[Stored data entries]

########

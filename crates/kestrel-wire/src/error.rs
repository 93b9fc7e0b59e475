//! Wire codec error type.

/// Error while encoding, decoding or transmitting wallet-wire frames.
#[derive(Debug, Clone, PartialEq, Eq, thiserror::Error)]
pub enum WireError {
    /// Ran out of bytes before the frame was complete.
    #[error("unexpected end of frame")]
    TruncatedFrame,

    /// Bytes remained after a fully decoded structure.
    #[error("{0} trailing byte(s) after frame")]
    TrailingBytes(usize),

    /// The request frame's call id is not in the call table.
    #[error("unknown call id {0}")]
    UnknownCall(u8),

    /// A varint was not minimally encoded, or encodes an out-of-range
    /// value for its field.
    #[error("malformed varint")]
    MalformedVarint,

    /// An optional-boolean byte was not `0`, `1` or `0xFF`.
    #[error("invalid optional tag {0:#04x}")]
    BadOptionalTag(u8),

    /// A counterparty tag byte was outside `0..=3`.
    #[error("invalid counterparty tag {0:#04x}")]
    BadCounterpartyTag(u8),

    /// A data/hash payload selector was neither `1` nor `2`.
    #[error("invalid payload tag {0:#04x}")]
    BadPayloadTag(u8),

    /// A security-level byte was outside `0..=2`.
    #[error("invalid security level {0}")]
    InvalidSecurityLevel(u8),

    /// 33 bytes that are not a valid compressed secp256k1 point.
    #[error("invalid public key bytes")]
    InvalidPublicKey,

    /// A wire string was not valid UTF-8.
    #[error("invalid utf-8 in string field")]
    InvalidUtf8,

    /// An originator name longer than the one-byte length prefix allows.
    #[error("originator must be at most 255 bytes, got {0}")]
    OriginatorTooLong(usize),

    /// The remote wallet answered with an error result frame.
    #[error("wallet error {code}: {message}")]
    Remote {
        /// Numeric error code, 1..=255.
        code: u8,
        /// Human-readable message.
        message: String,
        /// Remote stack trace; may be empty.
        stack: String,
    },
}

########

## What is expected:
For the string "outside", return every line of the data where it appears.

## Your response:
    /// A counterparty tag byte was outside `0..=3`.
    /// A security-level byte was outside `0..=2`.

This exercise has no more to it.